Kerry Marks Terrorism Anniversary Without Mentioning Terrorism
Secretary of State John Kerry marked the first anniversary of the Charlie Hebdo and Jewish market attacks in Paris without mentioning terrorism.
Saïd and Chérif Kouachi killed 11 people and wounded 11 more at the newsroom of the satirical magazine on Jan. 7, 2015. Al-Qaeda in the Arabian Peninsula claimed responsibility for the massacre. The cartoonists at the magazine were on their hit lists for drawing Mohammad.
Two days later, the Kouachis' friend Amedy Coulibaly killed four and wounded nine at the Hypercacher kosher market in Porte de Vincennes. He pledged allegiance to ISIS. Coulibaly is also believed to have shot and wounded a jogger on Jan. 7, 2015, and shot two people on Jan. 8, killing a policewoman.
"We honor the victims of this tragedy and share the sadness of their loss," Kerry said in a statement Thursday evening. "Their legacy endures as a challenge and inspiration to all of us. Charlie Hebdo continues to publish, and journalists around the world continue in their essential mission to tell the stories that people everywhere need to hear."

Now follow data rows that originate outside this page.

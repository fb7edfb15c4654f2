//! CLI command handlers
//!
//! This module contains the implementation of CLI commands,
//! bridging the clap argument parsing with the backup service.

pub mod backup;
pub mod schedule;

pub use backup::{handle_cleanup, handle_list, handle_run, RunArgs};
pub use schedule::{
    handle_schedule_command, handle_scheduler_command, ScheduleCommands, SchedulerCommands,
};
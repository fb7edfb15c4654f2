//! Retention policy
//!
//! Planning is a pure function over the catalog entries. Weekly and monthly
//! entries are grouped by their week or month bucket; the newest
//! `keep_weekly` / `keep_monthly` buckets each keep their most recent entry
//! and everything else is marked for deletion. Manual entries are always kept.

use std::collections::{BTreeMap, HashSet};

use serde::Serialize;

use super::catalog::{BackupCatalog, BackupClass, BackupMetadata};
use crate::config::schedule::RetentionPolicy;
use crate::error::VaultResult;

/// Keep/delete partition of the catalog
#[derive(Debug, Clone, Default, PartialEq, Eq)]
pub struct RetentionPlan {
    pub keep: Vec<BackupMetadata>,
    pub delete: Vec<BackupMetadata>,
}

/// A file that could not be deleted
#[derive(Debug, Clone, Serialize)]
#[serde(rename_all = "camelCase")]
pub struct CleanupFailure {
    pub filename: String,
    pub error: String,
}

/// What a cleanup did
#[derive(Debug, Clone, Default, Serialize)]
#[serde(rename_all = "camelCase")]
pub struct CleanupReport {
    pub deleted: Vec<BackupMetadata>,
    pub failed: Vec<CleanupFailure>,
    pub kept: usize,
}

/// Applies a [`RetentionPolicy`] to a catalog
#[derive(Debug, Clone, Copy)]
pub struct RetentionPolicyEngine {
    policy: RetentionPolicy,
}

impl RetentionPolicyEngine {
    pub fn new(policy: RetentionPolicy) -> Self {
        Self { policy }
    }

    /// Partition `entries` into kept and deleted sets
    pub fn plan(&self, entries: &[BackupMetadata]) -> RetentionPlan {
        let mut doomed: HashSet<usize> = HashSet::new();
        doomed.extend(doomed_in_class(
            entries,
            BackupClass::Weekly,
            |e| &e.week,
            self.policy.keep_weekly,
        ));
        doomed.extend(doomed_in_class(
            entries,
            BackupClass::Monthly,
            |e| &e.month,
            self.policy.keep_monthly,
        ));

        let mut plan = RetentionPlan::default();
        for (index, entry) in entries.iter().enumerate() {
            if doomed.contains(&index) {
                plan.delete.push(entry.clone());
            } else {
                plan.keep.push(entry.clone());
            }
        }
        plan
    }

    /// Delete the files the plan marks and drop them from the catalog
    ///
    /// A file that cannot be deleted is logged, reported and left in the
    /// catalog; the remaining deletions still go ahead.
    pub async fn apply(&self, catalog: &BackupCatalog) -> VaultResult<CleanupReport> {
        let entries = catalog.reconcile()?;
        let plan = self.plan(&entries);

        let mut report = CleanupReport {
            kept: plan.keep.len(),
            ..CleanupReport::default()
        };

        for entry in plan.delete {
            match tokio::fs::remove_file(&entry.path).await {
                Ok(()) => {
                    tracing::info!(file = %entry.filename, class = %entry.class, "Deleted expired backup");
                    report.deleted.push(entry);
                }
                Err(e) if e.kind() == std::io::ErrorKind::NotFound => {
                    report.deleted.push(entry);
                }
                Err(e) => {
                    tracing::error!(file = %entry.filename, error = %e, "Failed to delete expired backup");
                    report.kept += 1;
                    report.failed.push(CleanupFailure {
                        filename: entry.filename,
                        error: e.to_string(),
                    });
                }
            }
        }

        let removed: Vec<String> = report.deleted.iter().map(|e| e.filename.clone()).collect();
        catalog.remove(&removed)?;

        tracing::info!(
            deleted = report.deleted.len(),
            failed = report.failed.len(),
            kept = report.kept,
            "Retention cleanup complete"
        );

        Ok(report)
    }
}

fn doomed_in_class<F>(entries: &[BackupMetadata], class: BackupClass, bucket: F, keep: u32) -> Vec<usize>
where
    F: Fn(&BackupMetadata) -> &String,
{
    let mut buckets: BTreeMap<&str, Vec<usize>> = BTreeMap::new();
    for (index, entry) in entries.iter().enumerate() {
        if entry.class == class {
            buckets.entry(bucket(entry).as_str()).or_default().push(index);
        }
    }

    let mut doomed = Vec::new();
    for (rank, (_, mut members)) in buckets.into_iter().rev().enumerate() {
        if rank < keep as usize {
            // Newest first; ties broken by file name so the choice is stable
            members.sort_by(|&a, &b| {
                entries[b]
                    .created
                    .cmp(&entries[a].created)
                    .then_with(|| entries[b].filename.cmp(&entries[a].filename))
            });
            doomed.extend(members.into_iter().skip(1));
        } else {
            doomed.extend(members);
        }
    }
    doomed
}

#[cfg(test)]
mod tests {
    use super::*;
    use chrono::{DateTime, Duration, TimeZone, Utc};
    use std::path::PathBuf;
    use tempfile::TempDir;

    fn at(day: u32, hour: u32) -> DateTime<Utc> {
        Utc.with_ymd_and_hms(2024, 1, day, hour, 0, 0).unwrap()
    }

    fn meta(name: &str, created: DateTime<Utc>, class: BackupClass) -> BackupMetadata {
        BackupMetadata::new(PathBuf::from(name), created, vec!["primary".into()], class, 1)
    }

    fn names(entries: &[BackupMetadata]) -> Vec<&str> {
        let mut names: Vec<&str> = entries.iter().map(|e| e.filename.as_str()).collect();
        names.sort();
        names
    }

    fn policy(keep_weekly: u32, keep_monthly: u32) -> RetentionPolicyEngine {
        RetentionPolicyEngine::new(RetentionPolicy {
            keep_weekly,
            keep_monthly,
        })
    }

    #[test]
    fn test_keeps_newest_weekly_buckets() {
        // Mondays of ISO weeks 1-4 of 2024
        let entries = vec![
            meta("w1", at(1, 2), BackupClass::Weekly),
            meta("w2", at(8, 2), BackupClass::Weekly),
            meta("w3", at(15, 2), BackupClass::Weekly),
            meta("w4", at(22, 2), BackupClass::Weekly),
        ];

        let plan = policy(2, 3).plan(&entries);

        assert_eq!(names(&plan.keep), vec!["w3", "w4"]);
        assert_eq!(names(&plan.delete), vec!["w1", "w2"]);
    }

    #[test]
    fn test_one_survivor_per_bucket() {
        let entries = vec![
            meta("early", at(8, 2), BackupClass::Weekly),
            meta("late", at(10, 2), BackupClass::Weekly),
            meta("middle", at(9, 2), BackupClass::Weekly),
        ];

        let plan = policy(4, 3).plan(&entries);

        assert_eq!(names(&plan.keep), vec!["late"]);
        assert_eq!(names(&plan.delete), vec!["early", "middle"]);
    }

    #[test]
    fn test_manual_never_deleted() {
        let mut entries: Vec<BackupMetadata> = (0..20)
            .map(|i| {
                meta(
                    &format!("manual-{}", i),
                    at(1, 0) - Duration::weeks(i),
                    BackupClass::Manual,
                )
            })
            .collect();
        entries.push(meta("weekly", at(1, 2), BackupClass::Weekly));

        let plan = policy(1, 1).plan(&entries);

        assert!(plan.delete.is_empty());
        assert_eq!(plan.keep.len(), 21);
    }

    #[test]
    fn test_classes_are_independent() {
        let entries = vec![
            meta("m-jan", Utc.with_ymd_and_hms(2024, 1, 1, 2, 0, 0).unwrap(), BackupClass::Monthly),
            meta("m-feb", Utc.with_ymd_and_hms(2024, 2, 5, 2, 0, 0).unwrap(), BackupClass::Monthly),
            meta("m-mar", Utc.with_ymd_and_hms(2024, 3, 4, 2, 0, 0).unwrap(), BackupClass::Monthly),
            meta("w-mar", Utc.with_ymd_and_hms(2024, 3, 11, 2, 0, 0).unwrap(), BackupClass::Weekly),
        ];

        let plan = policy(1, 2).plan(&entries);

        assert_eq!(names(&plan.keep), vec!["m-feb", "m-mar", "w-mar"]);
        assert_eq!(names(&plan.delete), vec!["m-jan"]);
    }

    #[tokio::test]
    async fn test_apply_deletes_files_and_updates_catalog() {
        let temp_dir = TempDir::new().unwrap();
        let catalog = BackupCatalog::new(temp_dir.path().join("catalog.json"));
        for (name, day) in [("w1.zip", 1), ("w2.zip", 8), ("w3.zip", 15)] {
            let path = temp_dir.path().join(name);
            std::fs::write(&path, b"zip").unwrap();
            catalog
                .append(BackupMetadata::new(path, at(day, 2), vec!["primary".into()], BackupClass::Weekly, 3))
                .unwrap();
        }

        let report = policy(1, 1).apply(&catalog).await.unwrap();

        assert_eq!(names(&report.deleted), vec!["w1.zip", "w2.zip"]);
        assert!(report.failed.is_empty());
        assert_eq!(report.kept, 1);
        assert!(!temp_dir.path().join("w1.zip").exists());
        assert!(temp_dir.path().join("w3.zip").exists());
        assert_eq!(names(&catalog.entries().unwrap()), vec!["w3.zip"]);
    }

    #[cfg(unix)]
    #[tokio::test]
    async fn test_apply_keeps_entry_when_delete_fails() {
        use std::os::unix::fs::PermissionsExt;

        let temp_dir = TempDir::new().unwrap();
        let locked = temp_dir.path().join("locked");
        std::fs::create_dir(&locked).unwrap();

        let base = temp_dir.path().to_path_buf();
        let catalog = BackupCatalog::new(base.join("catalog.json"));
        for (dir, name, day) in [(&locked, "old.zip", 1), (&base, "older.zip", 8), (&base, "new.zip", 15)] {
            let path = dir.join(name);
            std::fs::write(&path, b"zip").unwrap();
            catalog
                .append(BackupMetadata::new(path, at(day, 2), vec!["primary".into()], BackupClass::Weekly, 3))
                .unwrap();
        }
        std::fs::set_permissions(&locked, std::fs::Permissions::from_mode(0o555)).unwrap();

        let report = policy(1, 1).apply(&catalog).await.unwrap();
        std::fs::set_permissions(&locked, std::fs::Permissions::from_mode(0o755)).unwrap();

        // Root ignores directory permissions
        if report.failed.is_empty() {
            return;
        }
        assert_eq!(report.failed[0].filename, "old.zip");
        assert_eq!(names(&report.deleted), vec!["older.zip"]);
        assert_eq!(names(&catalog.entries().unwrap()), vec!["new.zip", "old.zip"]);
    }
}
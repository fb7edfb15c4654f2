//! SQL generation for dumps
//!
//! This is a narrow code generator, not a SQL library. It produces exactly
//! three statement shapes (`DROP TABLE IF EXISTS ... CASCADE`,
//! `CREATE TABLE`, multi-row `INSERT`) plus the fixed introspection and
//! paging queries the dumper issues.

use std::borrow::Cow;
use std::fmt;

use chrono::SecondsFormat;

use crate::executor::SqlValue;

/// Appended to a field value that was cut at the size ceiling
pub const TRUNCATION_MARKER: &str = "...[TRUNCATED BY BACKUP]";

/// Lists user tables, excluding system schemas
pub const LIST_TABLES_SQL: &str = "SELECT table_schema, table_name \
     FROM information_schema.tables \
     WHERE table_type = 'BASE TABLE' \
     AND table_schema NOT IN ('pg_catalog', 'information_schema') \
     AND table_schema NOT LIKE 'pg_toast%' \
     AND table_schema NOT LIKE 'pg_temp%' \
     ORDER BY table_schema, table_name";

/// Column metadata for one table; `$1` schema, `$2` table
pub const COLUMNS_SQL: &str = "SELECT column_name, data_type, udt_name, is_nullable, \
     character_maximum_length, numeric_precision, numeric_scale \
     FROM information_schema.columns \
     WHERE table_schema = $1 AND table_name = $2 \
     ORDER BY ordinal_position";

/// Primary key columns for one table; `$1` schema, `$2` table
pub const PRIMARY_KEY_SQL: &str = "SELECT kcu.column_name \
     FROM information_schema.table_constraints tc \
     JOIN information_schema.key_column_usage kcu \
     ON tc.constraint_name = kcu.constraint_name \
     AND tc.table_schema = kcu.table_schema \
     AND tc.table_name = kcu.table_name \
     WHERE tc.constraint_type = 'PRIMARY KEY' \
     AND tc.table_schema = $1 AND tc.table_name = $2 \
     ORDER BY kcu.ordinal_position";

/// Data types the executors decode natively; anything else is read as text
const NATIVE_TYPES: &[&str] = &[
    "boolean",
    "smallint",
    "integer",
    "bigint",
    "real",
    "double precision",
    "numeric",
    "text",
    "character varying",
    "character",
    "uuid",
    "timestamp with time zone",
    "timestamp without time zone",
    "date",
    "time without time zone",
    "json",
    "jsonb",
    "bytea",
];

/// A schema-qualified table
#[derive(Debug, Clone, PartialEq, Eq, Hash)]
pub struct TableName {
    pub schema: String,
    pub name: String,
}

impl TableName {
    pub fn new(schema: impl Into<String>, name: impl Into<String>) -> Self {
        Self {
            schema: schema.into(),
            name: name.into(),
        }
    }

    /// `"schema"."table"`, safe to splice into a statement
    pub fn quoted(&self) -> String {
        format!("{}.{}", quote_ident(&self.schema), quote_ident(&self.name))
    }
}

impl fmt::Display for TableName {
    fn fmt(&self, f: &mut fmt::Formatter<'_>) -> fmt::Result {
        write!(f, "{}.{}", self.schema, self.name)
    }
}

/// Introspected metadata for one column
#[derive(Debug, Clone, PartialEq, Eq)]
pub struct ColumnInfo {
    pub name: String,
    /// `information_schema.columns.data_type`
    pub data_type: String,
    /// Underlying type name, used for arrays and user-defined types
    pub udt_name: Option<String>,
    pub nullable: bool,
    pub max_length: Option<i64>,
    pub numeric_precision: Option<i64>,
    pub numeric_scale: Option<i64>,
}

impl ColumnInfo {
    /// A nullable column of the given type
    pub fn new(name: impl Into<String>, data_type: impl Into<String>) -> Self {
        Self {
            name: name.into(),
            data_type: data_type.into(),
            udt_name: None,
            nullable: true,
            max_length: None,
            numeric_precision: None,
            numeric_scale: None,
        }
    }

    pub fn not_null(mut self) -> Self {
        self.nullable = false;
        self
    }

    pub fn with_length(mut self, length: i64) -> Self {
        self.max_length = Some(length);
        self
    }

    pub fn with_precision(mut self, precision: i64, scale: i64) -> Self {
        self.numeric_precision = Some(precision);
        self.numeric_scale = Some(scale);
        self
    }

    pub fn with_udt(mut self, udt_name: impl Into<String>) -> Self {
        self.udt_name = Some(udt_name.into());
        self
    }

    /// The type as it appears in a column definition
    pub fn type_sql(&self) -> String {
        match self.data_type.as_str() {
            "character varying" | "character" => match self.max_length {
                Some(length) => format!("{}({})", self.data_type, length),
                None => self.data_type.clone(),
            },
            "numeric" => match (self.numeric_precision, self.numeric_scale) {
                (Some(precision), Some(scale)) => format!("numeric({},{})", precision, scale),
                (Some(precision), None) => format!("numeric({})", precision),
                _ => "numeric".to_string(),
            },
            "ARRAY" => match self.udt_name.as_deref() {
                Some(udt) => format!("{}[]", udt.trim_start_matches('_')),
                None => "text[]".to_string(),
            },
            "USER-DEFINED" => match self.udt_name.as_deref() {
                Some(udt) => quote_ident(udt),
                None => "text".to_string(),
            },
            other => other.to_string(),
        }
    }

    /// Whether the executors return this column with its own type
    pub fn is_natively_decoded(&self) -> bool {
        NATIVE_TYPES.contains(&self.data_type.as_str())
    }
}

/// Quote an identifier, doubling embedded double quotes
pub fn quote_ident(ident: &str) -> String {
    format!("\"{}\"", ident.replace('"', "\"\""))
}

/// Double every single quote
pub fn escape_string(value: &str) -> String {
    value.replace('\'', "''")
}

/// Cut `value` to at most `limit` bytes and append [`TRUNCATION_MARKER`]
///
/// A value of exactly `limit` bytes is returned untouched. The cut never
/// splits a UTF-8 sequence.
pub fn truncate_field(value: &str, limit: usize) -> Cow<'_, str> {
    if value.len() <= limit {
        return Cow::Borrowed(value);
    }

    let mut end = limit;
    while !value.is_char_boundary(end) {
        end -= 1;
    }

    Cow::Owned(format!("{}{}", &value[..end], TRUNCATION_MARKER))
}

fn quoted_literal(value: &str, limit: usize) -> String {
    format!("'{}'", escape_string(&truncate_field(value, limit)))
}

/// Render a value as a SQL literal
pub fn render_value(value: &SqlValue, field_limit: usize) -> String {
    match value {
        SqlValue::Null => "NULL".to_string(),
        SqlValue::Bool(true) => "TRUE".to_string(),
        SqlValue::Bool(false) => "FALSE".to_string(),
        SqlValue::Int(i) => i.to_string(),
        SqlValue::Float(f) if f.is_finite() => f.to_string(),
        SqlValue::Float(f) if f.is_nan() => "'NaN'".to_string(),
        SqlValue::Float(f) if *f > 0.0 => "'Infinity'".to_string(),
        SqlValue::Float(_) => "'-Infinity'".to_string(),
        SqlValue::Numeric(n) if is_plain_number(n) => n.clone(),
        SqlValue::Numeric(n) => format!("'{}'", escape_string(n)),
        SqlValue::Text(s) => quoted_literal(s, field_limit),
        SqlValue::Timestamp(t) => format!("'{}'", t.to_rfc3339_opts(SecondsFormat::AutoSi, true)),
        SqlValue::LocalTimestamp(t) => format!("'{}'", t.format("%Y-%m-%dT%H:%M:%S%.f")),
        SqlValue::Date(d) => format!("'{}'", d.format("%Y-%m-%d")),
        SqlValue::Time(t) => format!("'{}'", t.format("%H:%M:%S%.f")),
        SqlValue::Json(v) => quoted_literal(&v.to_string(), field_limit),
        SqlValue::Bytes(b) => {
            let hex: String = b.iter().map(|byte| format!("{:02x}", byte)).collect();
            format!("'\\x{}'", hex)
        }
    }
}

fn is_plain_number(value: &str) -> bool {
    !value.is_empty()
        && value
            .chars()
            .all(|c| c.is_ascii_digit() || matches!(c, '.' | '-' | '+' | 'e' | 'E'))
}

/// `DROP TABLE IF EXISTS ... CASCADE;`
pub fn drop_table(table: &TableName) -> String {
    format!("DROP TABLE IF EXISTS {} CASCADE;\n", table.quoted())
}

/// `CREATE TABLE` with one line per column and an optional primary key
pub fn create_table(table: &TableName, columns: &[ColumnInfo], primary_key: &[String]) -> String {
    let mut lines: Vec<String> = columns
        .iter()
        .map(|column| {
            let mut line = format!("  {} {}", quote_ident(&column.name), column.type_sql());
            if !column.nullable {
                line.push_str(" NOT NULL");
            }
            line
        })
        .collect();

    if !primary_key.is_empty() {
        let key: Vec<String> = primary_key.iter().map(|c| quote_ident(c)).collect();
        lines.push(format!("  PRIMARY KEY ({})", key.join(", ")));
    }

    format!("CREATE TABLE {} (\n{}\n);\n", table.quoted(), lines.join(",\n"))
}

/// Comma-separated, quoted column list
pub fn column_list(columns: &[ColumnInfo]) -> String {
    columns
        .iter()
        .map(|c| quote_ident(&c.name))
        .collect::<Vec<_>>()
        .join(", ")
}

/// `SELECT COUNT(*)` for one table
pub fn count_rows_sql(table: &TableName) -> String {
    format!("SELECT COUNT(*) AS row_count FROM {}", table.quoted())
}

/// Paged SELECT; `$1` limit, `$2` offset
///
/// Columns without native decoding are cast to text. Rows are ordered by
/// the primary key when there is one so that pages never overlap.
pub fn select_batch_sql(table: &TableName, columns: &[ColumnInfo], primary_key: &[String]) -> String {
    let select_list = columns
        .iter()
        .map(|column| {
            let ident = quote_ident(&column.name);
            if column.is_natively_decoded() {
                ident
            } else {
                format!("{}::text AS {}", ident, ident)
            }
        })
        .collect::<Vec<_>>()
        .join(", ");

    let order_by = if primary_key.is_empty() {
        String::new()
    } else {
        let key: Vec<String> = primary_key.iter().map(|c| quote_ident(c)).collect();
        format!(" ORDER BY {}", key.join(", "))
    };

    format!(
        "SELECT {} FROM {}{} LIMIT $1 OFFSET $2",
        select_list,
        table.quoted(),
        order_by
    )
}

/// Append one multi-row INSERT for `rows` to `out`
pub fn write_insert<'a, I>(out: &mut String, table: &TableName, columns: &[ColumnInfo], rows: I, field_limit: usize)
where
    I: IntoIterator<Item = &'a [SqlValue]>,
{
    out.push_str("INSERT INTO ");
    out.push_str(&table.quoted());
    out.push_str(" (");
    out.push_str(&column_list(columns));
    out.push_str(") VALUES\n");

    for (i, row) in rows.into_iter().enumerate() {
        if i > 0 {
            out.push_str(",\n");
        }
        out.push('(');
        for (j, value) in row.iter().enumerate() {
            if j > 0 {
                out.push_str(", ");
            }
            out.push_str(&render_value(value, field_limit));
        }
        out.push(')');
    }

    out.push_str(";\n");
}

/// Rows fetched per page for a table of `row_count` rows
///
/// Large tables use smaller pages to bound memory and result size.
pub fn batch_size_for(row_count: u64) -> u64 {
    match row_count {
        0..=1_000 => 1000,
        1_001..=10_000 => 500,
        10_001..=100_000 => 100,
        _ => 50,
    }
}
#[cfg(test)]
mod tests {
    use super::*;
    use crate::executor::{MemoryExecutor, MemoryTable};
    use std::sync::{Arc, Mutex};

    fn users_table(rows: u64) -> MemoryTable {
        MemoryTable::new("public", "users")
            .column(ColumnInfo::new("id", "integer").not_null())
            .column(ColumnInfo::new("name", "text"))
            .primary_key(&["id"])
            .generated_rows(rows, |i| {
                vec![SqlValue::Int(i as i64 + 1), SqlValue::Text(format!("user-{}", i + 1))]
            })
    }

    async fn dump_to_string(
        executor: &MemoryExecutor,
        table: &TableName,
        options: &BackupOptions,
    ) -> (TableReport, String) {
        let mut out: Vec<u8> = Vec::new();
        let dumper = TableDumper::new(executor, "app", options, 1024);
        let report = dumper.dump(table, &mut out).await.unwrap();
        (report, String::from_utf8(out).unwrap())
    }

    fn count_value_rows(dump: &str) -> usize {
        dump.lines().filter(|line| line.starts_with('(')).count()
    }

    /// Collects formatted log output in memory
    #[derive(Clone, Default)]
    struct CapturedLog(Arc<Mutex<Vec<u8>>>);

    impl std::io::Write for CapturedLog {
        fn write(&mut self, buf: &[u8]) -> std::io::Result<usize> {
            self.0.lock().unwrap().extend_from_slice(buf);
            Ok(buf.len())
        }

        fn flush(&mut self) -> std::io::Result<()> {
            Ok(())
        }
    }

    impl CapturedLog {
        fn lines_containing(&self, needle: &str) -> usize {
            let bytes = self.0.lock().unwrap();
            String::from_utf8_lossy(&bytes)
                .lines()
                .filter(|line| line.contains(needle))
                .count()
        }
    }

    /// Dump a generated table and count the progress lines it logs
    async fn progress_lines(rows: u64) -> usize {
        let log = CapturedLog::default();
        let writer = log.clone();
        let subscriber = tracing_subscriber::fmt()
            .with_writer(move || writer.clone())
            .with_ansi(false)
            .with_max_level(tracing::Level::INFO)
            .finish();
        let _default = tracing::subscriber::set_default(subscriber);

        let executor = MemoryExecutor::new().with_table("app", users_table(rows));
        let table = TableName::new("public", "users");
        let (report, _) = dump_to_string(&executor, &table, &BackupOptions::default()).await;
        assert_eq!(report.rows_written, rows);

        log.lines_containing("% complete")
    }

    #[tokio::test]
    async fn test_progress_every_ten_batches_for_large_tables() {
        // 25,000 rows at batch size 100 is 250 batches
        assert_eq!(progress_lines(25_000).await, 25);
        // 10,001 rows at batch size 100 is 101 batches
        assert_eq!(progress_lines(10_001).await, 10);
    }

    #[tokio::test]
    async fn test_no_progress_for_small_tables() {
        assert_eq!(progress_lines(10_000).await, 0);
        assert_eq!(progress_lines(500).await, 0);
    }

    #[tokio::test]
    async fn test_enumerate_tables() {
        let executor = MemoryExecutor::new()
            .with_table("app", MemoryTable::new("public", "orders").column(ColumnInfo::new("id", "integer")))
            .with_table("app", users_table(1));

        let tables = enumerate_tables(&executor, "app").await.unwrap();
        assert_eq!(
            tables,
            vec![TableName::new("public", "orders"), TableName::new("public", "users")]
        );
    }

    #[tokio::test]
    async fn test_schema_block_column_count() {
        let executor = MemoryExecutor::new().with_table("app", users_table(3));
        let table = TableName::new("public", "users");

        let (report, dump) = dump_to_string(&executor, &table, &BackupOptions::schema_only()).await;

        assert!(report.is_dumped());
        assert_eq!(report.columns, 2);
        assert_eq!(dump.matches("CREATE TABLE").count(), 1);
        assert!(dump.contains("DROP TABLE IF EXISTS \"public\".\"users\" CASCADE;"));
        assert!(!dump.contains("INSERT INTO"));

        let create = dump.split("CREATE TABLE").nth(1).unwrap();
        let body = create.split(");").next().unwrap();
        let column_lines = body
            .lines()
            .filter(|l| l.starts_with("  \"") && !l.contains("PRIMARY KEY"))
            .count();
        assert_eq!(column_lines, 2);
    }

    #[tokio::test]
    async fn test_rows_emitted_match_count() {
        let executor = MemoryExecutor::new().with_table("app", users_table(2_345));
        let table = TableName::new("public", "users");

        let (report, dump) = dump_to_string(&executor, &table, &BackupOptions::default()).await;

        assert_eq!(report.batch_size, Some(500));
        assert_eq!(report.rows_written, 2_345);
        assert_eq!(count_value_rows(&dump), 2_345);
        assert_eq!(dump.matches("INSERT INTO").count(), 5);
        assert!(dump.contains("(1, 'user-1')"));
        assert!(dump.contains("(2345, 'user-2345')"));
    }

    #[tokio::test]
    async fn test_empty_table_comment() {
        let executor = MemoryExecutor::new().with_table("app", users_table(0));
        let table = TableName::new("public", "users");

        let (report, dump) = dump_to_string(&executor, &table, &BackupOptions::default()).await;

        assert!(report.is_dumped());
        assert!(dump.contains("-- Table public.users is empty"));
        assert!(!dump.contains("INSERT INTO"));
    }

    #[tokio::test]
    async fn test_missing_table_comment() {
        let executor = MemoryExecutor::new().with_table("app", users_table(1));
        let table = TableName::new("public", "ghosts");

        let (report, dump) = dump_to_string(&executor, &table, &BackupOptions::default()).await;

        assert_eq!(report.status, TableStatus::NotFound);
        assert!(dump.contains("not found or has no columns"));
        assert!(!dump.contains("CREATE TABLE"));
    }

    #[tokio::test]
    async fn test_introspection_failure_is_local() {
        let executor =
            MemoryExecutor::new().with_table("app", users_table(5).fail_on_columns("permission denied"));
        let table = TableName::new("public", "users");

        let (report, dump) = dump_to_string(&executor, &table, &BackupOptions::default()).await;

        assert!(matches!(report.status, TableStatus::Failed(ref msg) if msg.contains("permission denied")));
        assert!(dump.contains("-- ERROR: backup of table public.users failed (introspection)"));
    }

    #[tokio::test]
    async fn test_export_failure_keeps_valid_prefix() {
        let executor = MemoryExecutor::new()
            .with_table("app", users_table(2_500).fail_on_offset(1_000, "connection reset"));
        let table = TableName::new("public", "users");

        let (report, dump) = dump_to_string(&executor, &table, &BackupOptions::default()).await;

        assert!(matches!(report.status, TableStatus::Failed(_)));
        assert_eq!(report.rows_written, 1_000);
        assert_eq!(count_value_rows(&dump), 1_000);
        assert!(dump.contains("failed (export)"));
    }

    #[tokio::test]
    async fn test_oversized_field_truncated() {
        let table = MemoryTable::new("public", "notes")
            .column(ColumnInfo::new("body", "text"))
            .rows(vec![vec![SqlValue::Text("x".repeat(2_000))]]);
        let executor = MemoryExecutor::new().with_table("app", table);

        let (_, dump) = dump_to_string(&executor, &TableName::new("public", "notes"), &BackupOptions::default()).await;

        assert!(dump.contains(&format!("{}{}'", "x".repeat(1024), sql::TRUNCATION_MARKER)));
        assert!(!dump.contains(&"x".repeat(1025)));
    }
}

"No country knows better than France that freedom has a price, and that no rationale can justify attacks on innocent men, women, and children," he continued. "But what was intended to sow fear and division has, in fact, brought us together. We must remain committed to protect each other and renew our determination to turn this moment of profound loss into a lasting commitment."
"Just as we tackle today’s most daunting challenges side by side, the United States and France will always stand together."
Over at the White House, press secretary Josh Earnest did put the T-word with the anniversary.